Anita também classificou como histórico o gesto de Wright e Dom Paulo entregarem ao então presidente norte-americano, Jimmy Carter, quando este esteve no Brasil em 1978, uma lista com os nomes de pessoas desaparecidas no País. “Também foi notória a visibilidade que Dom Paulo e meu pai deram ao ecumenismo participando juntos de celebrações ecumênicas e de atos inter-religiosos pela defesa da vida e dos direitos humanos”, comentou.

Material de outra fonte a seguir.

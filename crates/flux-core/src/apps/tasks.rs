//! TaskFlow -- the task list screen.
//!
//! Toggle flips a task's completed flag in place; add appends a task with
//! fixed default text and Medium priority. No deletion, no validation.

use flux_sdi::SdiRegistry;
use flux_sdi::helpers::{ensure_rounded_fill, ensure_text, hide_objects};
use flux_types::backend::Color;

use crate::apps::{draw_chrome, hide_chrome, hit_close};
use crate::theme;

/// Task priority.
#[derive(Debug, Clone, Copy, PartialEq, Eq)]
pub enum Priority {
    Low,
    Medium,
    High,
}

impl Priority {
    pub fn label(self) -> &'static str {
        match self {
            Self::Low => "low",
            Self::Medium => "medium",
            Self::High => "high",
        }
    }

    /// Accent color for the priority edge stripe.
    pub fn color(self) -> Color {
        match self {
            Self::Low => Color::rgb(34, 197, 94),
            Self::Medium => Color::rgb(234, 179, 8),
            Self::High => Color::rgb(239, 68, 68),
        }
    }
}

/// One task.
#[derive(Debug, Clone)]
pub struct Task {
    pub id: String,
    pub text: String,
    pub completed: bool,
    pub priority: Priority,
}

/// Action produced by a tap on the task screen.
#[derive(Debug, Clone, PartialEq, Eq)]
pub enum TasksAction {
    Toggle(String),
    Add,
    Close,
}

/// How many task rows the screen lays out.
const MAX_ROWS: usize = 6;

/// Runtime state for the task list.
#[derive(Debug)]
pub struct TaskList {
    tasks: Vec<Task>,
    next_id: u32,
}

impl TaskList {
    pub fn new() -> Self {
        Self {
            tasks: vec![
                Task {
                    id: "1".to_string(),
                    text: "Design FluxOS interface".to_string(),
                    completed: true,
                    priority: Priority::High,
                },
                Task {
                    id: "2".to_string(),
                    text: "Implement gesture controls".to_string(),
                    completed: false,
                    priority: Priority::Medium,
                },
                Task {
                    id: "3".to_string(),
                    text: "Test FluxConnect sync".to_string(),
                    completed: false,
                    priority: Priority::Low,
                },
            ],
            next_id: 4,
        }
    }

    pub fn tasks(&self) -> &[Task] {
        &self.tasks
    }

    /// Flip the completed flag of the matching task. Unknown ids are a
    /// silent no-op; returns whether anything changed.
    pub fn toggle(&mut self, id: &str) -> bool {
        match self.tasks.iter_mut().find(|t| t.id == id) {
            Some(task) => {
                task.completed = !task.completed;
                true
            },
            None => false,
        }
    }

    /// Append a new task with default text and Medium priority.
    pub fn add_task(&mut self) -> &Task {
        let id = self.next_id.to_string();
        self.next_id += 1;
        self.tasks.push(Task {
            id,
            text: "New task".to_string(),
            completed: false,
            priority: Priority::Medium,
        });
        log::debug!("task added ({} total)", self.tasks.len());
        self.tasks.last().expect("pushed just above")
    }

    fn row_rect(i: usize) -> (i32, i32, u32, u32) {
        let y = theme::CONTENT_Y + i as i32 * (theme::ROW_H as i32 + theme::ROW_GAP);
        (theme::CONTENT_X, y, theme::CONTENT_W, theme::ROW_H)
    }

    /// Rect of the add button (below the last visible row).
    fn add_rect(&self) -> (i32, i32, u32, u32) {
        let rows = self.tasks.len().min(MAX_ROWS);
        let y = theme::CONTENT_Y + rows as i32 * (theme::ROW_H as i32 + theme::ROW_GAP);
        (theme::CONTENT_X, y, theme::CONTENT_W, 44)
    }

    /// Hit-test a tap on the task screen.
    pub fn hit_test(&self, x: i32, y: i32) -> Option<TasksAction> {
        if hit_close(x, y) {
            return Some(TasksAction::Close);
        }
        for (i, task) in self.tasks.iter().take(MAX_ROWS).enumerate() {
            let (rx, ry, _, rh) = Self::row_rect(i);
            // The checkbox zone spans the left edge of the row.
            if x >= rx && x < rx + 48 && y >= ry && y < ry + rh as i32 {
                return Some(TasksAction::Toggle(task.id.clone()));
            }
        }
        let (ax, ay, aw, ah) = self.add_rect();
        if x >= ax && x < ax + aw as i32 && y >= ay && y < ay + ah as i32 {
            return Some(TasksAction::Add);
        }
        None
    }

    /// Synchronize SDI objects for the task screen.
    pub fn update_sdi(&self, sdi: &mut SdiRegistry) {
        draw_chrome(sdi, "tasks", "TaskFlow");

        for i in 0..MAX_ROWS {
            let row_name = format!("task_row_{i}");
            let stripe_name = format!("task_stripe_{i}");
            let check_name = format!("task_check_{i}");
            let text_name = format!("task_text_{i}");
            let badge_name = format!("task_badge_{i}");

            match self.tasks.get(i) {
                Some(task) => {
                    let (x, y, w, h) = Self::row_rect(i);
                    ensure_rounded_fill(sdi, &row_name, x, y, w, h, theme::CARD_BG, 10);
                    // Priority edge stripe.
                    ensure_rounded_fill(
                        sdi,
                        &stripe_name,
                        x,
                        y,
                        4,
                        h,
                        task.priority.color(),
                        2,
                    );
                    // Checkbox.
                    ensure_rounded_fill(
                        sdi,
                        &check_name,
                        x + 16,
                        y + (h as i32 - 20) / 2,
                        20,
                        20,
                        if task.completed {
                            theme::ACCENT
                        } else {
                            Color::TRANSPARENT
                        },
                        4,
                    );
                    if let Ok(obj) = sdi.get_mut(&check_name) {
                        obj.stroke_width = Some(2);
                        obj.stroke_color = Some(if task.completed {
                            theme::ACCENT
                        } else {
                            theme::TEXT_MUTED
                        });
                    }
                    ensure_text(
                        sdi,
                        &text_name,
                        x + 48,
                        y + (h as i32 - theme::FONT_SMALL as i32) / 2,
                        theme::FONT_SMALL,
                        if task.completed {
                            theme::TEXT_MUTED
                        } else {
                            theme::TEXT_PRIMARY
                        },
                    );
                    if let Ok(obj) = sdi.get_mut(&text_name) {
                        obj.text = Some(task.text.clone());
                    }
                    // Priority badge, right-aligned.
                    let label = task.priority.label();
                    let tw = theme::text_w(label, theme::FONT_SMALL);
                    ensure_text(
                        sdi,
                        &badge_name,
                        x + w as i32 - tw - 12,
                        y + (h as i32 - theme::FONT_SMALL as i32) / 2,
                        theme::FONT_SMALL,
                        task.priority.color(),
                    );
                    if let Ok(obj) = sdi.get_mut(&badge_name) {
                        obj.text = Some(label.to_string());
                    }
                },
                None => {
                    hide_objects(
                        sdi,
                        &[&row_name, &stripe_name, &check_name, &text_name, &badge_name],
                    );
                },
            }
        }

        // Add button.
        let (x, y, w, h) = self.add_rect();
        ensure_rounded_fill(sdi, "task_add", x, y, w, h, theme::ACCENT.with_alpha(50), 10);
        if let Ok(obj) = sdi.get_mut("task_add") {
            obj.stroke_width = Some(1);
            obj.stroke_color = Some(theme::ACCENT);
        }
        let label = "+ New Task";
        let tw = theme::text_w(label, theme::FONT_SMALL);
        ensure_text(
            sdi,
            "task_add_label",
            x + (w as i32 - tw) / 2,
            y + (h as i32 - theme::FONT_SMALL as i32) / 2,
            theme::FONT_SMALL,
            theme::TEXT_PRIMARY,
        );
        if let Ok(obj) = sdi.get_mut("task_add_label") {
            obj.text = Some(label.to_string());
        }
    }

    /// Hide all task screen SDI objects.
    pub fn hide_sdi(&self, sdi: &mut SdiRegistry) {
        hide_chrome(sdi, "tasks");
        for i in 0..MAX_ROWS {
            hide_objects(
                sdi,
                &[
                    &format!("task_row_{i}"),
                    &format!("task_stripe_{i}"),
                    &format!("task_check_{i}"),
                    &format!("task_text_{i}"),
                    &format!("task_badge_{i}"),
                ],
            );
        }
        hide_objects(sdi, &["task_add", "task_add_label"]);
    }
}

impl Default for TaskList {
    fn default() -> Self {
        Self::new()
    }
}
use flux_core::apps::devices::DevicesAction;
use flux_core::apps::hub::HubAction;
use flux_core::apps::multitask::MultitaskAction;
use flux_core::apps::placeholder;
use flux_core::apps::settings::{LEVEL_STEP, SettingsAction};
use flux_core::apps::tasks::TasksAction;
use flux_core::gesture::GestureEvent;
use flux_core::input::{Button, InputEvent};
use flux_core::screen::Screen;
use flux_core::shade::ShadeAction;
use flux_core::widgets::WidgetAction;

use crate::app_state::AppState;

/// Result of handling a single input event.
#[derive(Debug, Clone, Copy, PartialEq, Eq)]
pub enum InputResult {
    Continue,
    Quit,
}

/// Handle one input event. `now_ms` feeds the gesture interpreter.
pub fn handle_event(event: &InputEvent, state: &mut AppState, now_ms: u64) -> InputResult {
    match event {
        InputEvent::Quit => return InputResult::Quit,

        InputEvent::FocusLost => {
            state.gestures.cancel();
        },

        InputEvent::PointerDown { x, y } => {
            state.gestures.pointer_down(*x, *y, now_ms);
        },

        InputEvent::PointerUp { x, y } => {
            match state.gestures.pointer_up(*x, *y, state.shade.open) {
                Some(gesture) => {
                    state.suppress_tap = false;
                    apply_gesture(gesture, state, now_ms);
                },
                None => {
                    if state.suppress_tap {
                        state.suppress_tap = false;
                    } else {
                        handle_tap(*x, *y, state, now_ms);
                    }
                },
            }
        },

        // Escape backs out one layer at a time; on a bare home screen it
        // quits.
        InputEvent::ButtonPress(Button::Cancel) => {
            if state.shade.open {
                state.shade.close();
            } else if state.widgets.customize {
                state.widgets.exit_customize();
            } else if state.screen != Screen::Home {
                state.go_home();
            } else {
                return InputResult::Quit;
            }
        },

        InputEvent::ButtonPress(Button::Home) => {
            state.shade.close();
            state.widgets.exit_customize();
            state.go_home();
        },

        InputEvent::ButtonPress(Button::Overview) => {
            state.shade.close();
            state.open_screen(Screen::Multitask);
        },

        // Hub search field editing.
        InputEvent::TextInput(ch) if state.screen == Screen::Hub && !state.shade.open => {
            state.hub.push_char(*ch);
        },
        InputEvent::Backspace if state.screen == Screen::Hub && !state.shade.open => {
            state.hub.backspace();
        },

        _ => {},
    }
    InputResult::Continue
}

/// Apply a recognized gesture (from a pointer-up or the long-press timer).
pub fn apply_gesture(gesture: GestureEvent, state: &mut AppState, now_ms: u64) {
    match gesture {
        GestureEvent::OpenShade => state.shade.open(),
        GestureEvent::CloseShade => state.shade.close(),
        GestureEvent::LongPress => {
            // The release that ends the hold must not count as a tap.
            state.suppress_tap = true;
            if state.screen == Screen::Home && !state.shade.open && !state.widgets.customize {
                state.widgets.enter_customize();
                state.toasts.show("Customize mode", now_ms);
            }
        },
    }
}

/// Dispatch a tap at (x, y) to whatever is on top at that point.
fn handle_tap(x: i32, y: i32, state: &mut AppState, now_ms: u64) {
    // Island sits above everything.
    if state.island.hit_test(x, y) {
        state.island.toggle();
        return;
    }

    // Open shade: quick cards, then the panel consumes the rest of its area.
    if state.shade.open {
        match state.shade.hit_test(x, y) {
            Some(ShadeAction::ToggleWifi) => {
                let on = state.toggles.toggle_wifi();
                state
                    .toasts
                    .show(if on { "Wi-Fi on" } else { "Wi-Fi off" }, now_ms);
                return;
            },
            Some(ShadeAction::ToggleBluetooth) => {
                let on = state.toggles.toggle_bluetooth();
                state
                    .toasts
                    .show(if on { "Bluetooth on" } else { "Bluetooth off" }, now_ms);
                return;
            },
            None => {
                if state.shade.hit_test_panel(x, y) {
                    return;
                }
            },
        }
    }

    // Dock is pinned on every screen.
    if let Some(screen) = state.dock.hit_test(x, y, &state.catalogue) {
        state.open_screen(screen);
        return;
    }

    match state.screen {
        Screen::Home => {
            if state.widgets.customize {
                // Customize mode owns the home surface until Done.
                match state.widgets.hit_test(x, y) {
                    Some(WidgetAction::Add(kind)) => {
                        state.widgets.add(kind);
                        state.toasts.show("Widget added", now_ms);
                    },
                    Some(WidgetAction::Remove(id)) => {
                        if state.widgets.remove(&id) {
                            state.toasts.show("Widget removed", now_ms);
                        }
                    },
                    Some(WidgetAction::Done) => state.widgets.exit_customize(),
                    None => {},
                }
                return;
            }
            if let Some(screen) = state.home_grid.hit_test(x, y, &state.catalogue) {
                state.open_screen(screen);
            }
        },

        Screen::Tasks => match state.tasks.hit_test(x, y) {
            Some(TasksAction::Toggle(id)) => {
                if state.tasks.toggle(&id) {
                    state.toasts.show("Task updated", now_ms);
                }
            },
            Some(TasksAction::Add) => {
                state.tasks.add_task();
                state.toasts.show("Task added", now_ms);
            },
            Some(TasksAction::Close) => state.go_home(),
            None => {},
        },

        Screen::Connect => match state.devices.hit_test(x, y) {
            Some(DevicesAction::Connect(id)) => {
                if state.devices.connect(&id) {
                    state.toasts.show("Device connected", now_ms);
                }
            },
            Some(DevicesAction::Disconnect(id)) => {
                if state.devices.disconnect(&id) {
                    state.toasts.show("Device disconnected", now_ms);
                }
            },
            Some(DevicesAction::Close) => state.go_home(),
            None => {},
        },

        Screen::Multitask => match state.open_apps.hit_test(x, y) {
            Some(MultitaskAction::Focus(screen)) => state.open_screen(screen),
            Some(MultitaskAction::CloseApp(screen)) => {
                if state.open_apps.close(screen) {
                    state.toasts.show("App closed", now_ms);
                }
            },
            Some(MultitaskAction::Close) => state.go_home(),
            None => {},
        },

        Screen::Settings => match state.settings.hit_test(x, y) {
            Some(SettingsAction::ToggleWifi) => {
                let on = state.toggles.toggle_wifi();
                state
                    .toasts
                    .show(if on { "Wi-Fi on" } else { "Wi-Fi off" }, now_ms);
            },
            Some(SettingsAction::ToggleBluetooth) => {
                let on = state.toggles.toggle_bluetooth();
                state
                    .toasts
                    .show(if on { "Bluetooth on" } else { "Bluetooth off" }, now_ms);
            },
            Some(SettingsAction::BrightnessDown) => state.toggles.adjust_brightness(-LEVEL_STEP),
            Some(SettingsAction::BrightnessUp) => state.toggles.adjust_brightness(LEVEL_STEP),
            Some(SettingsAction::VolumeDown) => state.toggles.adjust_volume(-LEVEL_STEP),
            Some(SettingsAction::VolumeUp) => state.toggles.adjust_volume(LEVEL_STEP),
            Some(SettingsAction::Close) => state.go_home(),
            None => {},
        },

        Screen::Hub => match state.hub.hit_test(x, y, &state.catalogue) {
            Some(HubAction::Open(screen)) => {
                state.hub.clear();
                state.open_screen(screen);
            },
            Some(HubAction::Close) => state.go_home(),
            None => {},
        },

        Screen::Camera | Screen::Gallery | Screen::Phone => {
            if placeholder::hit_test(x, y) {
                state.go_home();
            }
        },
    }
}

#[cfg(test)]
mod tests {
    use flux_core::apps::devices::DeviceStatus;
    use flux_core::config::FluxConfig;
    use flux_core::theme;

    use super::*;

    fn state() -> AppState {
        AppState::new(FluxConfig::default())
    }

    fn tap(state: &mut AppState, x: i32, y: i32, now: u64) {
        handle_event(&InputEvent::PointerDown { x, y }, state, now);
        handle_event(&InputEvent::PointerUp { x, y }, state, now);
    }

    #[test]
    fn quit_event_quits() {
        let mut s = state();
        assert_eq!(handle_event(&InputEvent::Quit, &mut s, 0), InputResult::Quit);
    }

    #[test]
    fn edge_swipe_opens_and_closes_shade() {
        let mut s = state();
        handle_event(&InputEvent::PointerDown { x: 200, y: 10 }, &mut s, 0);
        handle_event(&InputEvent::PointerUp { x: 200, y: 150 }, &mut s, 50);
        assert!(s.shade.open);
        handle_event(&InputEvent::PointerDown { x: 200, y: 300 }, &mut s, 100);
        handle_event(&InputEvent::PointerUp { x: 200, y: 100 }, &mut s, 150);
        assert!(!s.shade.open);
    }

    #[test]
    fn deep_swipe_never_opens_shade() {
        let mut s = state();
        handle_event(&InputEvent::PointerDown { x: 200, y: 500 }, &mut s, 0);
        handle_event(&InputEvent::PointerUp { x: 200, y: 800 }, &mut s, 50);
        assert!(!s.shade.open);
    }

    #[test]
    fn long_press_on_home_enters_customize_and_swallows_tap() {
        let mut s = state();
        handle_event(&InputEvent::PointerDown { x: 200, y: 400 }, &mut s, 0);
        let gesture = s.gestures.poll(800).unwrap();
        apply_gesture(gesture, &mut s, 800);
        assert!(s.widgets.customize);
        // Releasing afterwards must not trigger a grid tap.
        handle_event(&InputEvent::PointerUp { x: 200, y: 400 }, &mut s, 810);
        assert_eq!(s.screen, Screen::Home);
        assert!(s.widgets.customize);
    }

    #[test]
    fn short_press_does_not_customize() {
        let mut s = state();
        handle_event(&InputEvent::PointerDown { x: 200, y: 400 }, &mut s, 0);
        handle_event(&InputEvent::PointerUp { x: 200, y: 400 }, &mut s, 300);
        assert!(s.gestures.poll(800).is_none());
        assert!(!s.widgets.customize);
    }

    #[test]
    fn island_tap_toggles_expansion() {
        let mut s = state();
        let (ix, iy, w, h) = s.island.rect();
        tap(&mut s, ix + w as i32 / 2, iy + h as i32 / 2, 0);
        assert!(s.island.expanded);
    }

    #[test]
    fn shade_wifi_card_toggles_and_toasts() {
        let mut s = state();
        s.shade.open();
        // First quick card.
        tap(
            &mut s,
            theme::SHADE_PAD + 10,
            theme::QUICK_CARD_Y + 10,
            0,
        );
        assert!(!s.toggles.wifi);
        assert_eq!(s.toasts.active(10), Some("Wi-Fi off"));
    }

    #[test]
    fn home_grid_tap_opens_app() {
        let mut s = state();
        tap(&mut s, theme::GRID_X + 10, theme::GRID_Y + 10, 0);
        assert_eq!(s.screen, Screen::Phone);
        assert!(s.open_apps.contains(Screen::Phone));
    }

    #[test]
    fn dock_tap_works_from_any_screen() {
        let mut s = state();
        s.open_screen(Screen::Tasks);
        let slot_w = theme::SCREEN_W as i32 / theme::DOCK_SLOTS as i32;
        tap(&mut s, 3 * slot_w + slot_w / 2, theme::DOCK_Y + 20, 0);
        assert_eq!(s.screen, Screen::Settings);
    }

    #[test]
    fn task_checkbox_tap_toggles() {
        let mut s = state();
        s.open_screen(Screen::Tasks);
        let was = s.tasks.tasks()[0].completed;
        tap(&mut s, theme::CONTENT_X + 20, theme::CONTENT_Y + 20, 0);
        assert_ne!(s.tasks.tasks()[0].completed, was);
        assert_eq!(s.toasts.active(10), Some("Task updated"));
    }

    #[test]
    fn device_connect_tap_updates_status() {
        let mut s = state();
        s.open_screen(Screen::Connect);
        // Second row's action button (iPad, Available).
        let row_y = theme::CONTENT_Y + (theme::ROW_H as i32 + theme::ROW_GAP);
        let bx = theme::CONTENT_X + theme::CONTENT_W as i32 - 104 + 5;
        let by = row_y + (theme::ROW_H as i32 - 28) / 2 + 5;
        tap(&mut s, bx, by, 0);
        assert_eq!(s.devices.devices()[1].status, DeviceStatus::Connected);
        assert_eq!(s.toasts.active(10), Some("Device connected"));
    }

    #[test]
    fn close_button_returns_home() {
        let mut s = state();
        s.open_screen(Screen::Settings);
        tap(&mut s, theme::APP_CLOSE_X + 5, theme::APP_CLOSE_Y + 5, 0);
        assert_eq!(s.screen, Screen::Home);
    }

    #[test]
    fn escape_backs_out_then_quits() {
        let mut s = state();
        s.open_screen(Screen::Tasks);
        assert_eq!(
            handle_event(&InputEvent::ButtonPress(Button::Cancel), &mut s, 0),
            InputResult::Continue
        );
        assert_eq!(s.screen, Screen::Home);
        assert_eq!(
            handle_event(&InputEvent::ButtonPress(Button::Cancel), &mut s, 0),
            InputResult::Quit
        );
    }

    #[test]
    fn escape_closes_shade_before_leaving_screen() {
        let mut s = state();
        s.open_screen(Screen::Tasks);
        s.shade.open();
        handle_event(&InputEvent::ButtonPress(Button::Cancel), &mut s, 0);
        assert!(!s.shade.open);
        assert_eq!(s.screen, Screen::Tasks);
    }

    #[test]
    fn hub_text_input_edits_query() {
        let mut s = state();
        s.open_screen(Screen::Hub);
        handle_event(&InputEvent::TextInput('f'), &mut s, 0);
        handle_event(&InputEvent::TextInput('x'), &mut s, 0);
        handle_event(&InputEvent::Backspace, &mut s, 0);
        assert_eq!(s.hub.query(), "f");
    }

    #[test]
    fn text_input_ignored_outside_hub() {
        let mut s = state();
        handle_event(&InputEvent::TextInput('f'), &mut s, 0);
        assert_eq!(s.hub.query(), "");
    }

    #[test]
    fn overview_button_opens_multitask() {
        let mut s = state();
        handle_event(&InputEvent::ButtonPress(Button::Overview), &mut s, 0);
        assert_eq!(s.screen, Screen::Multitask);
    }

    #[test]
    fn focus_lost_cancels_armed_long_press() {
        let mut s = state();
        handle_event(&InputEvent::PointerDown { x: 100, y: 400 }, &mut s, 0);
        handle_event(&InputEvent::FocusLost, &mut s, 100);
        assert!(s.gestures.poll(2000).is_none());
    }

    #[test]
    fn customize_done_chip_exits() {
        let mut s = state();
        s.widgets.enter_customize();
        // Done chip is the fifth chip in the row.
        let chip_x = theme::GRID_X + 4 * (64 + 8) + 5;
        tap(&mut s, chip_x, theme::WIDGET_CHIP_Y + 5, 0);
        assert!(!s.widgets.customize);
    }
}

O Cardeal Arns e o Reverendo Wright também lideraram o projeto “Brasil: Nunca Mais”, uma ampla pesquisa sobre a tortura política no País, que resultou no livro de mesmo nome, publicado em 1985. Frei Carlos Alberto Libânio Christo, o Frei Betto, que participou do projeto, comentou sobre o protagonismo dos dois idealizadores. “Dom Paulo e Reverendo Wright tiveram essa ousadia profética de produzir esta obra histórica, que honra o discipulado cristão dos dois. Como Jesus, eles não tiveram medo, pois quem tem fé não tem medo”, ressaltou.  

‘NÃO OPRIMAS TEU IRMÃO’

Também na live, o Padre José Oscar Beozzo, coordenador geral do Ceseep, recordou que Dom Paulo teve papel fundamental para que este centro ecumênico de formação popular iniciasse seus trabalhos em 1982, caminhando em comunhão com as diferentes igrejas cristãs, mas com autonomia enquanto uma instituição civil.

Ao ressaltar que Dom Paulo mais do que falar sobre ecumenismo agia ecumenicamente e pela defesa de toda a vida, Padre Beozzo recordou o episódio em que o Cardeal Arns levou ao plenário da assembleia do Regional Sul 1 da Conferência Nacional dos Bispos do Brasil (CNBB), em Itaici, a denúncia de que Vladimir Herzog, judeu e filiado ao Partido Comunista Brasileiro, que fora encontrado morto em 25 de outubro de 1975, havia sido torturado até a morte e não cometido suicídio, conforme a versão apresentada pelos militares à época. O Sacerdote recordou que diante da reação de um dos bispos de que a Igreja nada teria dizer sobre episódio porque Herzog era comunista e judeu, Dom Paulo foi enfático. “‘Ele é uma pessoa, cuja a vida foi tirada. E isso toca a todos nós. Não matarás’. Depois disso, a assembleia dos bispos aprovou que se fizesse um documento, a declaração ‘Não oprimas teu irmão’, que tem apenas uma página, mas fala do que estava acontecendo no País naquele momento. Ela foi assinada no dia 30 e no dia 31 de outubro foi feito o ato inter-religioso na Catedral da Sé, que foi um momento de virada da sociedade civil para resistir à ditadura”, recordou Padre Beozzo.

Durante a live, também foram apresentadas fotos de Douglas Mansur, com diversas passagens sobre a vida de Dom Paulo Evaristo, especialmente em relação à promoção do ecumenismo e do diálogo inter-religioso.

“Temos pela frente o grande desafio e a responsabilidade de pegarmos o legado de Dom Paulo, ligado também ao Evangelho, para que possamos ser testemunhas onde nós estamos”, disse o Cônego José Bizon na conclusão da live.